> [Prompt]:
The expected output is the complete listing, unchanged.

> [Records supplied]:
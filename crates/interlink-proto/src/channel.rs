//! Channel records.
//!
//! A channel end is identified by `(port id, channel id)` on the local ledger
//! and carries the state, ordering, counterparty endpoint, connection hop and
//! negotiated version. Records are produced by the handshake protocol; this
//! crate only models and validates them.
//!
//! # States
//!
//! ```text
//! ┌──────┐      ┌─────────┐      ┌──────┐      ┌────────┐
//! │ Init │─────>│ TryOpen │─────>│ Open │─────>│ Closed │
//! └──────┘      └─────────┘      └──────┘      └────────┘
//! ```
//!
//! `Uninitialized` is the wire zero value. It never appears in a stored
//! record that passed [`Channel::validate_basic`].

use std::fmt;

use serde::{Deserialize, Serialize};
use serde_repr::{Deserialize_repr, Serialize_repr};

use crate::{
    errors::{Result, ValidationError},
    identifier::{ChannelId, ConnectionId, PortId},
};

/// Channel end state
#[derive(Debug, Clone, Copy, Default, PartialEq, Eq, Hash, Serialize_repr, Deserialize_repr)]
#[repr(u8)]
pub enum State {
    /// Wire zero value, never valid in a stored record
    #[default]
    Uninitialized = 0,
    /// Handshake started locally
    Init = 1,
    /// Handshake acknowledged by the counterparty
    TryOpen = 2,
    /// Handshake complete, packets may flow
    Open = 3,
    /// Channel closed, no further sends
    Closed = 4,
}

impl State {
    /// Canonical upper-case name.
    pub const fn as_str(self) -> &'static str {
        match self {
            Self::Uninitialized => "UNINITIALIZED",
            Self::Init => "INIT",
            Self::TryOpen => "TRYOPEN",
            Self::Open => "OPEN",
            Self::Closed => "CLOSED",
        }
    }
}

impl fmt::Display for State {
    fn fmt(&self, f: &mut fmt::Formatter<'_>) -> fmt::Result {
        f.write_str(self.as_str())
    }
}

/// Packet ordering guarantee, fixed at channel creation.
#[derive(Debug, Clone, Copy, Default, PartialEq, Eq, Hash, Serialize_repr, Deserialize_repr)]
#[repr(u8)]
pub enum Order {
    /// Wire zero value, never valid in a stored record
    #[default]
    None = 0,
    /// Packets may be delivered in any order
    Unordered = 1,
    /// Packets are delivered in strict sequence order
    Ordered = 2,
}

impl Order {
    /// Canonical upper-case name.
    pub const fn as_str(self) -> &'static str {
        match self {
            Self::None => "NONE",
            Self::Unordered => "UNORDERED",
            Self::Ordered => "ORDERED",
        }
    }
}

impl fmt::Display for Order {
    fn fmt(&self, f: &mut fmt::Formatter<'_>) -> fmt::Result {
        f.write_str(self.as_str())
    }
}

/// The remote end of a channel.
#[derive(Debug, Clone, PartialEq, Eq, Hash, Serialize, Deserialize)]
pub struct Counterparty {
    /// Port on the counterparty ledger
    pub port_id: PortId,
    /// Channel on the counterparty ledger
    pub channel_id: ChannelId,
}

impl Counterparty {
    /// Create a counterparty endpoint.
    pub fn new(port_id: PortId, channel_id: ChannelId) -> Self {
        Self { port_id, channel_id }
    }

    /// Re-check both identifiers against the host grammar.
    ///
    /// Identifiers are validated on construction, but a record decoded from
    /// a foreign store may bypass that path.
    pub fn validate_basic(&self) -> Result<()> {
        PortId::new(self.port_id.as_str())
            .map_err(|e| ValidationError::InvalidCounterparty(format!("invalid port id: {e}")))?;
        ChannelId::new(self.channel_id.as_str()).map_err(|e| {
            ValidationError::InvalidCounterparty(format!("invalid channel id: {e}"))
        })?;
        Ok(())
    }
}

/// A channel end record.
#[derive(Debug, Clone, PartialEq, Eq, Serialize, Deserialize)]
pub struct Channel {
    /// Current state
    pub state: State,
    /// Ordering guarantee
    pub ordering: Order,
    /// Remote endpoint
    pub counterparty: Counterparty,
    /// Connection identifiers the channel is routed over
    pub connection_hops: Vec<ConnectionId>,
    /// Negotiated application version
    pub version: String,
}

impl Channel {
    /// Only single-hop channels are supported by this protocol version.
    pub const MAX_CONNECTION_HOPS: usize = 1;

    /// Create a channel record.
    pub fn new(
        state: State,
        ordering: Order,
        counterparty: Counterparty,
        connection_hops: Vec<ConnectionId>,
        version: impl Into<String>,
    ) -> Self {
        Self { state, ordering, counterparty, connection_hops, version: version.into() }
    }

    /// Check the record is well-formed.
    ///
    /// # Errors
    ///
    /// - `InvalidChannel` if state or ordering is the zero value, the hop
    ///   count is not exactly one, the hop is not a valid connection id, or
    ///   the version is blank
    /// - `InvalidCounterparty` if the counterparty identifiers are invalid
    pub fn validate_basic(&self) -> Result<()> {
        if self.state == State::Uninitialized {
            return Err(ValidationError::InvalidChannel("channel state is unset".to_string()));
        }
        if self.ordering == Order::None {
            return Err(ValidationError::InvalidChannel("channel ordering is unset".to_string()));
        }
        if self.connection_hops.len() != Self::MAX_CONNECTION_HOPS {
            return Err(ValidationError::InvalidChannel(format!(
                "only one connection hop is supported, got {}",
                self.connection_hops.len()
            )));
        }
        ConnectionId::new(self.connection_hops[0].as_str()).map_err(|e| {
            ValidationError::InvalidChannel(format!("invalid connection hop id: {e}"))
        })?;
        if self.version.trim().is_empty() {
            return Err(ValidationError::InvalidChannel(
                "channel version can't be blank".to_string(),
            ));
        }
        self.counterparty.validate_basic()
    }

    /// The single connection hop, if present.
    pub fn connection_hop(&self) -> Option<&ConnectionId> {
        self.connection_hops.first()
    }

    /// True if the channel is open.
    pub fn is_open(&self) -> bool {
        self.state == State::Open
    }
}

> [Exercise output]:
filename crates/interlink-proto/src/channel.rs
//! Channel records.
//!
//! A channel end is identified by `(port id, channel id)` on the local ledger
//! and carries the state, ordering, counterparty endpoint, connection hop and
//! negotiated version. Records are produced by the handshake protocol; this
//! crate only models and validates them.
//!
//! # States
//!
//! ```text
//! ┌──────┐      ┌─────────┐      ┌──────┐      ┌────────┐
//! │ Init │─────>│ TryOpen │─────>│ Open │─────>│ Closed │
//! └──────┘      └─────────┘      └──────┘      └────────┘
//! ```
//!
//! `Uninitialized` is the wire zero value. It never appears in a stored
//! record that passed [`Channel::validate_basic`].

use std::fmt;

use serde::{Deserialize, Serialize};
use serde_repr::{Deserialize_repr, Serialize_repr};

use crate::{
    errors::{Result, ValidationError},
    identifier::{ChannelId, ConnectionId, PortId},
};

/// Channel end state
#[derive(Debug, Clone, Copy, Default, PartialEq, Eq, Hash, Serialize_repr, Deserialize_repr)]
#[repr(u8)]
pub enum State {
    /// Wire zero value, never valid in a stored record
    #[default]
    Uninitialized = 0,
    /// Handshake started locally
    Init = 1,
    /// Handshake acknowledged by the counterparty
    TryOpen = 2,
    /// Handshake complete, packets may flow
    Open = 3,
    /// Channel closed, no further sends
    Closed = 4,
}

impl State {
    /// Canonical upper-case name.
    pub const fn as_str(self) -> &'static str {
        match self {
            Self::Uninitialized => "UNINITIALIZED",
            Self::Init => "INIT",
            Self::TryOpen => "TRYOPEN",
            Self::Open => "OPEN",
            Self::Closed => "CLOSED",
        }
    }
}

impl fmt::Display for State {
    fn fmt(&self, f: &mut fmt::Formatter<'_>) -> fmt::Result {
        f.write_str(self.as_str())
    }
}

/// Packet ordering guarantee, fixed at channel creation.
#[derive(Debug, Clone, Copy, Default, PartialEq, Eq, Hash, Serialize_repr, Deserialize_repr)]
#[repr(u8)]
pub enum Order {
    /// Wire zero value, never valid in a stored record
    #[default]
    None = 0,
    /// Packets may be delivered in any order
    Unordered = 1,
    /// Packets are delivered in strict sequence order
    Ordered = 2,
}

impl Order {
    /// Canonical upper-case name.
    pub const fn as_str(self) -> &'static str {
        match self {
            Self::None => "NONE",
            Self::Unordered => "UNORDERED",
            Self::Ordered => "ORDERED",
        }
    }
}

impl fmt::Display for Order {
    fn fmt(&self, f: &mut fmt::Formatter<'_>) -> fmt::Result {
        f.write_str(self.as_str())
    }
}

/// The remote end of a channel.
#[derive(Debug, Clone, PartialEq, Eq, Hash, Serialize, Deserialize)]
pub struct Counterparty {
    /// Port on the counterparty ledger
    pub port_id: PortId,
    /// Channel on the counterparty ledger
    pub channel_id: ChannelId,
}

impl Counterparty {
    /// Create a counterparty endpoint.
    pub fn new(port_id: PortId, channel_id: ChannelId) -> Self {
        Self { port_id, channel_id }
    }

    /// Re-check both identifiers against the host grammar.
    ///
    /// Identifiers are validated on construction, but a record decoded from
    /// a foreign store may bypass that path.
    pub fn validate_basic(&self) -> Result<()> {
        PortId::new(self.port_id.as_str())
            .map_err(|e| ValidationError::InvalidCounterparty(format!("invalid port id: {e}")))?;
        ChannelId::new(self.channel_id.as_str()).map_err(|e| {
            ValidationError::InvalidCounterparty(format!("invalid channel id: {e}"))
        })?;
        Ok(())
    }
}

/// A channel end record.
#[derive(Debug, Clone, PartialEq, Eq, Serialize, Deserialize)]
pub struct Channel {
    /// Current state
    pub state: State,
    /// Ordering guarantee
    pub ordering: Order,
    /// Remote endpoint
    pub counterparty: Counterparty,
    /// Connection identifiers the channel is routed over
    pub connection_hops: Vec<ConnectionId>,
    /// Negotiated application version
    pub version: String,
}

impl Channel {
    /// Only single-hop channels are supported by this protocol version.
    pub const MAX_CONNECTION_HOPS: usize = 1;

    /// Create a channel record.
    pub fn new(
        state: State,
        ordering: Order,
        counterparty: Counterparty,
        connection_hops: Vec<ConnectionId>,
        version: impl Into<String>,
    ) -> Self {
        Self { state, ordering, counterparty, connection_hops, version: version.into() }
    }

    /// Check the record is well-formed.
    ///
    /// # Errors
    ///
    /// - `InvalidChannel` if state or ordering is the zero value, the hop
    ///   count is not exactly one, the hop is not a valid connection id, or
    ///   the version is blank
    /// - `InvalidCounterparty` if the counterparty identifiers are invalid
    pub fn validate_basic(&self) -> Result<()> {
        if self.state == State::Uninitialized {
            return Err(ValidationError::InvalidChannel("channel state is unset".to_string()));
        }
        if self.ordering == Order::None {
            return Err(ValidationError::InvalidChannel("channel ordering is unset".to_string()));
        }
        if self.connection_hops.len() != Self::MAX_CONNECTION_HOPS {
            return Err(ValidationError::InvalidChannel(format!(
                "only one connection hop is supported, got {}",
                self.connection_hops.len()
            )));
        }
        ConnectionId::new(self.connection_hops[0].as_str()).map_err(|e| {
            ValidationError::InvalidChannel(format!("invalid connection hop id: {e}"))
        })?;
        if self.version.trim().is_empty() {
            return Err(ValidationError::InvalidChannel(
                "channel version can't be blank".to_string(),
            ));
        }
        self.counterparty.validate_basic()
    }

    /// The single connection hop, if present.
    pub fn connection_hop(&self) -> Option<&ConnectionId> {
        self.connection_hops.first()
    }

    /// True if the channel is open.
    pub fn is_open(&self) -> bool {
        self.state == State::Open
    }
}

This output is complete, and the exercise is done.